Incident response on a shoestring budget

This blog post is the first in a series that aim to setup a basic security monitoring on a low budget, nothing but a few servers, gray matter and a lot of open source software and try to avoid vendor$ and all.

One of the problem to solve on a large network is to know who is talking to whom. host to host communication are easy to monitor using bro or netflow but knowing which software communicates over what connection is a whole different problem (sometimes called endpoint visibility).
Good news is Facebook released osquery and it is now available on all platforms, osquery allow you to access pretty much all the data of a computer using SQL.
For instance something like

osquery> SELECT uid, name FROM listening_ports l, processes p WHERE l.pid=p.pid;
+------+-------------+
| uid  | name        |
+------+-------------+
| 1000 | dbus-daemon |
+------+-------------+

Would give you all the uid and process name of the process having listening ports (server process if you want).
It also has a daemon (osqueryd) that allows you to have scheduled query and you can save the output of those queries in ElasticSearch for stacking and analysis.
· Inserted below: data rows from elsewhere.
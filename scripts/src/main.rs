use clap::Parser;
use deploy_scripts::cli::Cli;

#[tokio::main]
async fn main() -> eyre::Result<()> {
    // A missing `.env` file is not an error, the environment may be set directly
    dotenvy::dotenv().ok();
    let cli = Cli::parse();

    tracing_subscriber::fmt().pretty().init();

    cli.run().await?;
    Ok(())
}
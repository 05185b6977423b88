//! Built-in plans for the identity-registry contract families

use std::fmt::{self, Display};

use alloy::sol_types::SolCall;
use clap::ValueEnum;

use crate::{
    constants::{ADMIN_ADDRESS_KEY, PROXY_CONTRACT_NAME, UTILS_LIBRARY_NAME},
    errors::ScriptError,
    plan::DeploymentPlan,
    solidity::initializeCall,
    types::{Argument, DeploymentStep},
};

/// The identity-registry families that can be deployed without a plan file
#[derive(ValueEnum, Copy, Clone, Debug, PartialEq, Eq)]
pub enum Preset {
    /// The E2EWallet account, key manager and registry
    E2eWallet,
    /// The FuturePass account, key manager and registry
    FuturePass,
}

impl Display for Preset {
    fn fmt(&self, f: &mut fmt::Formatter<'_>) -> fmt::Result {
        match self {
            Preset::E2eWallet => write!(f, "e2e-wallet"),
            Preset::FuturePass => write!(f, "future-pass"),
        }
    }
}

/// The contract names making up a registry family
struct RegistryFamily {
    /// The account implementation
    account: &'static str,
    /// The key manager implementation
    key_manager: &'static str,
    /// The registry implementation, linked against the utilities library
    registry: &'static str,
}

impl Preset {
    /// The contracts of this family
    fn family(self) -> RegistryFamily {
        match self {
            Preset::E2eWallet => RegistryFamily {
                account: "E2EWallet",
                key_manager: "E2EWalletKeyManager",
                registry: "E2EWalletRegistry",
            },
            Preset::FuturePass => RegistryFamily {
                account: "FuturePass",
                key_manager: "FuturePassKeyManager",
                registry: "FuturePassIdentityRegistry",
            },
        }
    }

    /// Build the plan for this family.
    ///
    /// The registry is deployed behind a `TransparentUpgradeableProxy` whose
    /// upgrade admin is the configured `admin` address, and which initializes
    /// the registry with the account and key manager implementations.
    pub fn plan(self) -> Result<DeploymentPlan, ScriptError> {
        let family = self.family();
        let mut plan = DeploymentPlan::new();

        let account = plan.push(DeploymentStep::contract(family.account))?;
        let key_manager = plan.push(DeploymentStep::contract(family.key_manager))?;
        let utils = plan.push(DeploymentStep::library(UTILS_LIBRARY_NAME))?;
        let registry = plan.push(
            DeploymentStep::contract(family.registry).link(UTILS_LIBRARY_NAME, utils),
        )?;
        plan.push(
            DeploymentStep::contract(PROXY_CONTRACT_NAME)
                .arg(Argument::step(registry))
                .arg(Argument::external(ADMIN_ADDRESS_KEY))
                .arg(Argument::call(
                    initializeCall::SIGNATURE,
                    vec![Argument::step(account), Argument::step(key_manager)],
                )),
        )?;

        Ok(plan)
    }
}

#[cfg(test)]
mod tests {
    use super::*;
    use crate::types::ArtifactKind;

    #[test]
    fn test_future_pass_plan() {
        let plan = Preset::FuturePass.plan().unwrap();
        let labels: Vec<_> = plan.steps().iter().map(|s| s.label.as_str()).collect();

        assert_eq!(
            labels,
            [
                "FuturePass",
                "FuturePassKeyManager",
                "Utils",
                "FuturePassIdentityRegistry",
                "TransparentUpgradeableProxy"
            ]
        );
        assert_eq!(plan.steps()[2].kind, ArtifactKind::Library);
    }

    #[test]
    fn test_e2e_wallet_summary() {
        let summary = Preset::E2eWallet.plan().unwrap().summary();

        assert_eq!(summary[3], "4. [contract] E2EWalletRegistry links: Utils=<Utils>");
        assert_eq!(
            summary[4],
            "5. [contract] TransparentUpgradeableProxy args: <E2EWalletRegistry>, $admin, \
             initialize(<E2EWallet>, <E2EWalletKeyManager>)"
        );
    }
}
The plan is to have queries running at regular interval that gives you the process name, uid, checksum (sha1) and the connections.
something like this:

osquery> select action, protocol, local_address, local_port, remote_address, remote_port, uid, name FROM processes p, socket_events s WHERE s.pid=p.pid;

scheduled at regular interval would do the trick.
Once setup to run it will return something like this on regular interval:

{
 "name": "network_info",
  "hostIdentifier": "goldorak",
  "calendarTime": "Tue Dec 13 15:10:08 2016 UTC",
  "unixTime": "1481641808",
  "decorations": {
   "host_uuid": "FC1D7B01-5138-11CB-B85D-C04D3A0C6645",
   "username": "someusername"
  },
 "columns": {
    "action": "connect",
    "local_address": "",
    "local_port": "0",
    "name": "DNS Res~er #115",
    "protocol": "14578",
    "remote_address": "192.168.1.1",
    "remote_port": "53",
    "uid": "1000"
  },
  "action": "added"
}

The next thing I want to look at is the network forensic problem, I define it like this: I want to know at any point in time which host on my network talk to what other host. First Ideally, I want to know the protocol and meta data associated like SSL/TLS cert, file extraction and so on. Now that we have the same sort of information already from osquery (pid, process name and connection ...) we should ideally be able to stitch it all that together to have a global view, the source could be netflow or bro metadata and the same stitching could be done for Snort or Suricata alerts to add more context and details for the analyst.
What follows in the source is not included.